Veteran Losers

Royal Trux goes back to the indies.

Royal Trux, with Chump and Stepsister. Grog Shop, 1765 Coventry Road, Cleveland Heights. 10 p.m. Monday, September 27, 216-321-5588.
Royal Trux: They'll take your money and run.
Royal Trux: They'll take your money and run.
During the mad rush to sign anything remotely alternative a few years ago, the troublemaking, noise-fucking, and hell-raising duo Royal Trux somehow got itself a major-label record deal. Virgin Records released two albums by the band (which consists of mainstays Jennifer Herrema and Neil Hagerty, plus occasional friends and hangers-on lending a hand here and there), and both sank quicker than Matthew McConaughey's movie career.

Granted, those records didn't stiff without some justification. Royal Trux isn't an easy listen. It can be frustratingly grating and deliberately careless. The center of the Trux sound relies solely upon two things: Herrema's she-bitch vocal/scream and Hagerty's equally caterwauling guitar histrionics.

Now back where they belong in indieville and with a new album, Veterans of Disorder, to show for the past year, Herrema and Hagerty are happy campers. Sort of.

"It's six of one, one half-dozen the other," muses Herrema on the indie/major dilemma. "They both have pluses. With independents we have complete freedom to do whatever we want whenever we want. Like, we just finished another album, and that will come out real soon, too. There are no ties and binds. But with the majors our distribution is better, and that's what sells records. But you can't really do what you want to do. We're right there in the middle."

As she trails off, it's apparent that Royal Trux is operating its own little rock and roll swindle. A strong case can be made for the band's near-intentional sabotage of their two Virgin releases (the cover of 1997's Sweet 16, their last record for Virgin, featured a picture of a filthy toilet and was downright disgusting; the music contained inside was the aural equivalent). Herrema won't cop to this, but she does offer some insight on Royal Trux's plight and flight in the majors.
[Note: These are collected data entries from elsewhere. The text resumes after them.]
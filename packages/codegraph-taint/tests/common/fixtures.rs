//! Scenario fixtures
//!
//! Each fixture returns the program, the handles the tests inspect, and the
//! seeds to run with.

use codegraph_taint::features::taint_analysis::{
    BasicBlock, BasicBlockGraph, EntryPointSeed, Invocation, MethodHandle, Operation, Symbol,
    Value,
};

use super::builders::*;

pub struct Fixture {
    pub program: Program,
    pub handler: MethodHandle,
    pub helper: Option<MethodHandle>,
    pub sink: Symbol,
    /// Locals in declaration order
    pub locals: Vec<Symbol>,
    pub seeds: Vec<EntryPointSeed>,
}

fn tainted_handler(builder: &mut ProgramBuilder, parameters: &[&str]) -> (MethodHandle, Vec<EntryPointSeed>) {
    let handler = builder.method("Handler", parameters);
    let seeds = vec![EntryPointSeed::tainted_parameters(
        handler.method,
        handler.parameters.clone(),
    )];
    (handler, seeds)
}

/// ```text
/// Handler(input) { var s = input; Sink(s); }
/// ```
pub fn direct_flow() -> Fixture {
    let mut builder = ProgramBuilder::new();
    let sink = builder.sink("Sink");
    let (handler, seeds) = tainted_handler(&mut builder, &["input"]);
    let input = handler.parameters[0];
    let s = builder.local("s");
    builder.body(handler.method, vec![copy(s, input), call(sink, &[s])]);

    Fixture {
        program: builder.build(),
        handler,
        helper: None,
        sink,
        locals: vec![s],
        seeds,
    }
}

/// ```text
/// Handler(input) { var s = Sanitize(input); Sink(s); }
/// ```
pub fn sanitized_flow() -> Fixture {
    let mut builder = ProgramBuilder::new();
    let sink = builder.sink("Sink");
    let sanitize = builder.sanitizer("Sanitize");
    let (handler, seeds) = tainted_handler(&mut builder, &["input"]);
    let input = handler.parameters[0];
    let s = builder.local("s");
    builder.body(
        handler.method,
        vec![call_into(s, sanitize, &[input]), call(sink, &[s])],
    );

    Fixture {
        program: builder.build(),
        handler,
        helper: None,
        sink,
        locals: vec![s],
        seeds,
    }
}

/// ```text
/// Handler(input) { Helper(input); }
/// Helper(p)      { Sink(p); }
/// ```
pub fn helper_flow() -> Fixture {
    let mut builder = ProgramBuilder::new();
    let sink = builder.sink("Sink");
    let helper = builder.method("Helper", &["p"]);
    let p = helper.parameters[0];
    builder.body(helper.method, vec![call(sink, &[p])]);

    let (handler, seeds) = tainted_handler(&mut builder, &["input"]);
    let input = handler.parameters[0];
    builder.body(handler.method, vec![call(helper.method, &[input])]);

    Fixture {
        program: builder.build(),
        handler,
        helper: Some(helper),
        sink,
        locals: Vec::new(),
        seeds,
    }
}

/// ```text
/// Handler(a, b) { var x = Helper(a); Sink(x); var y = Helper(b); Sink(y); }
/// Helper(p)     { return p; }
/// ```
pub fn two_call_sites() -> Fixture {
    let mut builder = ProgramBuilder::new();
    let sink = builder.sink("Sink");
    let helper = builder.method("Helper", &["p"]);
    let p = helper.parameters[0];
    builder.body(helper.method, vec![ret(p)]);

    let (handler, seeds) = tainted_handler(&mut builder, &["a", "b"]);
    let (a, b) = (handler.parameters[0], handler.parameters[1]);
    let x = builder.local("x");
    let y = builder.local("y");
    builder.body(
        handler.method,
        vec![
            call_into(x, helper.method, &[a]),
            call(sink, &[x]),
            call_into(y, helper.method, &[b]),
            call(sink, &[y]),
        ],
    );

    Fixture {
        program: builder.build(),
        handler,
        helper: Some(helper),
        sink,
        locals: vec![x, y],
        seeds,
    }
}

/// ```text
/// Handler(a, b) { Helper(a); Helper(b); }
/// Helper(p)     { Sink(p); }
/// ```
pub fn sink_in_shared_helper() -> Fixture {
    let mut builder = ProgramBuilder::new();
    let sink = builder.sink("Sink");
    let helper = builder.method("Helper", &["p"]);
    let p = helper.parameters[0];
    builder.body(helper.method, vec![call(sink, &[p])]);

    let (handler, seeds) = tainted_handler(&mut builder, &["a", "b"]);
    let (a, b) = (handler.parameters[0], handler.parameters[1]);
    builder.body(
        handler.method,
        vec![call(helper.method, &[a]), call(helper.method, &[b])],
    );

    Fixture {
        program: builder.build(),
        handler,
        helper: Some(helper),
        sink,
        locals: Vec::new(),
        seeds,
    }
}

/// Second call to `Helper` is reached only after the first one returned
///
/// ```text
/// Handler(a) { var x = Helper(a); ...; var y = Helper(a); Sink(y); }
/// Helper(p)  { return p; }
/// ```
pub fn delayed_second_call() -> Fixture {
    let mut builder = ProgramBuilder::new();
    let sink = builder.sink("Sink");
    let helper = builder.method("Helper", &["p"]);
    let p = helper.parameters[0];
    builder.body(helper.method, vec![ret(p)]);

    let (handler, seeds) = tainted_handler(&mut builder, &["a"]);
    let a = handler.parameters[0];
    let x = builder.local("x");
    let y = builder.local("y");
    let mut body = vec![call_into(x, helper.method, &[a])];
    body.extend(nops(8));
    body.push(call_into(y, helper.method, &[a]));
    body.push(call(sink, &[y]));
    builder.body(handler.method, body);

    Fixture {
        program: builder.build(),
        handler,
        helper: Some(helper),
        sink,
        locals: vec![x, y],
        seeds,
    }
}

/// ```text
/// Handler(x) { Ping(x); }
/// Ping(u)    { Pong(u); }
/// Pong(v)    { Ping(v); Sink(v); }
/// ```
pub fn mutual_recursion() -> (Fixture, MethodHandle, MethodHandle) {
    let mut builder = ProgramBuilder::new();
    let sink = builder.sink("Sink");
    let ping = builder.method("Ping", &["u"]);
    let pong = builder.method("Pong", &["v"]);
    let (u, v) = (ping.parameters[0], pong.parameters[0]);
    builder.body(ping.method, vec![call(pong.method, &[u])]);
    builder.body(pong.method, vec![call(ping.method, &[v]), call(sink, &[v])]);

    let (handler, seeds) = tainted_handler(&mut builder, &["x"]);
    builder.body(handler.method, vec![call(ping.method, &[handler.parameters[0]])]);

    let fixture = Fixture {
        program: builder.build(),
        handler,
        helper: None,
        sink,
        locals: Vec::new(),
        seeds,
    };
    (fixture, ping, pong)
}

/// ```text
/// abstract Base.Run(v);
/// Safe.Run(v)  { }
/// Leaky.Run(v) { Sink(v); }
/// Handler(input) { Base.Run(input); }
/// ```
pub fn virtual_dispatch() -> (Fixture, Symbol, Symbol) {
    let mut builder = ProgramBuilder::new();
    let sink = builder.sink("Sink");
    let base = builder.method("Base.Run", &["v"]).method;
    let safe = builder.method("Safe.Run", &["v"]);
    let leaky = builder.method("Leaky.Run", &["v"]);
    builder.body(safe.method, vec![Operation::nop()]);
    builder.body(leaky.method, vec![call(sink, &[leaky.parameters[0]])]);
    builder.index.mark_abstract(base);
    builder.index.add_override(base, safe.method);
    builder.index.add_override(base, leaky.method);

    let (handler, seeds) = tainted_handler(&mut builder, &["input"]);
    builder.body(handler.method, vec![call(base, &[handler.parameters[0]])]);

    let fixture = Fixture {
        program: builder.build(),
        handler,
        helper: None,
        sink,
        locals: Vec::new(),
        seeds,
    };
    (fixture, safe.method, leaky.method)
}

/// ```text
/// Handler() { var s = ReadLine(); Sink(s); }
/// ```
pub fn source_call() -> (Fixture, Symbol) {
    let mut builder = ProgramBuilder::new();
    let sink = builder.sink("Sink");
    let source = builder.source("ReadLine");
    let handler = builder.method("Handler", &[]);
    let s = builder.local("s");
    builder.body(handler.method, vec![call_into(s, source, &[]), call(sink, &[s])]);

    let fixture = Fixture {
        program: builder.build(),
        seeds: vec![EntryPointSeed::new(handler.method)],
        handler,
        helper: None,
        sink,
        locals: vec![s],
    };
    (fixture, source)
}

/// ```text
/// Handler(input) {
///   Broken(input);        // CFG references a missing block
///   Unknown(input);       // signature unknown to the index
///   var s = input;
///   if (..) Sink(s);
/// }
/// ```
pub fn broken_callees() -> (Fixture, Symbol, Symbol) {
    let mut builder = ProgramBuilder::new();
    let sink = builder.sink("Sink");
    let broken = builder.method("Broken", &["q"]);
    builder.graph(
        broken.method,
        BasicBlockGraph::new(0, vec![BasicBlock::new(vec![Operation::nop()]).falls_through_to(7)]),
    );
    let unknown = builder.index.declare_opaque("Unknown");

    let (handler, seeds) = tainted_handler(&mut builder, &["input"]);
    let input = handler.parameters[0];
    let s = builder.local("s");
    builder.graph(
        handler.method,
        BasicBlockGraph::new(
            0,
            vec![
                BasicBlock::new(vec![
                    call(broken.method, &[input]),
                    Operation::invoke(Invocation::new(unknown, [Value::path(input)])),
                    copy(s, input),
                ])
                .falls_through_to(2)
                .branches_to(1),
                BasicBlock::new(vec![call(sink, &[s])]).falls_through_to(2),
                BasicBlock::new(vec![]),
            ],
        ),
    );

    let fixture = Fixture {
        program: builder.build(),
        handler,
        helper: None,
        sink,
        locals: vec![s],
        seeds,
    };
    (fixture, broken.method, unknown)
}
//! Opaque program symbols

use serde::{Deserialize, Serialize};
use std::fmt;

/// Handle to a declared program entity (method, parameter, field, local)
///
/// Issued by the front end's symbol index. The engine compares handles for
/// identity and passes them through; it never looks inside.
#[derive(Debug, Clone, Copy, PartialEq, Eq, Hash, PartialOrd, Ord, Serialize, Deserialize)]
#[serde(transparent)]
pub struct Symbol(u32);

impl Symbol {
    pub const fn new(raw: u32) -> Self {
        Self(raw)
    }

    pub const fn raw(self) -> u32 {
        self.0
    }
}

impl fmt::Display for Symbol {
    fn fmt(&self, f: &mut fmt::Formatter<'_>) -> fmt::Result {
        write!(f, "#{}", self.0)
    }
}

/// Source position attached to an operation
#[derive(Debug, Clone, PartialEq, Eq, Hash, PartialOrd, Ord, Serialize, Deserialize)]
pub struct SourceLocation {
    pub file: String,
    /// 1-based line
    pub line: u32,
    /// 1-based column
    pub column: u32,
}

impl SourceLocation {
    pub fn new(file: impl Into<String>, line: u32, column: u32) -> Self {
        Self {
            file: file.into(),
            line,
            column,
        }
    }
}

impl fmt::Display for SourceLocation {
    fn fmt(&self, f: &mut fmt::Formatter<'_>) -> fmt::Result {
        write!(f, "{}:{}:{}", self.file, self.line, self.column)
    }
}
"The initial factor, money, was taken out to begin with," she explains. "Maybe this was bad on their part, but all the money came up front. Then after that, it didn't really matter to us what they said or what they thought. And basically, that's what happened. They didn't have anything to hold over us. I think they thought that, with the whole musical thing, we'd give them a taste and go back for more. Well, it didn't matter to us. They didn't have that stranglehold on us that they have on a lot of bands.

"So I guess there was a lot there for us at first. It was greed. But there were things we wanted to do and things they wanted us to do, and it broke down to when we finished the third record, they wanted to hear it. We said, "We don't have to play it for you,' and they said, "Well, if we don't get to hear it, then we're not going to put it out.' And we said, "Great, give us the money for it.'"

So they took the money and ran. All the way back to the minors . . . where they started in the first place. Formed in the mid-'80s by Pussy Galore refugee Hagerty (the seminal Washington, D.C. noise band also gave the indie world Jon Spencer), Royal Trux released a series of acid-soaked, grimy punk records that often leaned toward classic rock convention (buried way beneath the noise). Yet, through it all, it managed to maintain a crusty lo-fi appeal. In 1995, the year it signed with Virgin, the Trux released Thank You, the first part of a conceptual trilogy based on the decades ('60s, '70s, and '80s). Last year's Accelerator wrapped things up, which meant that something new had to be forged. Hence, Veterans of Disorder.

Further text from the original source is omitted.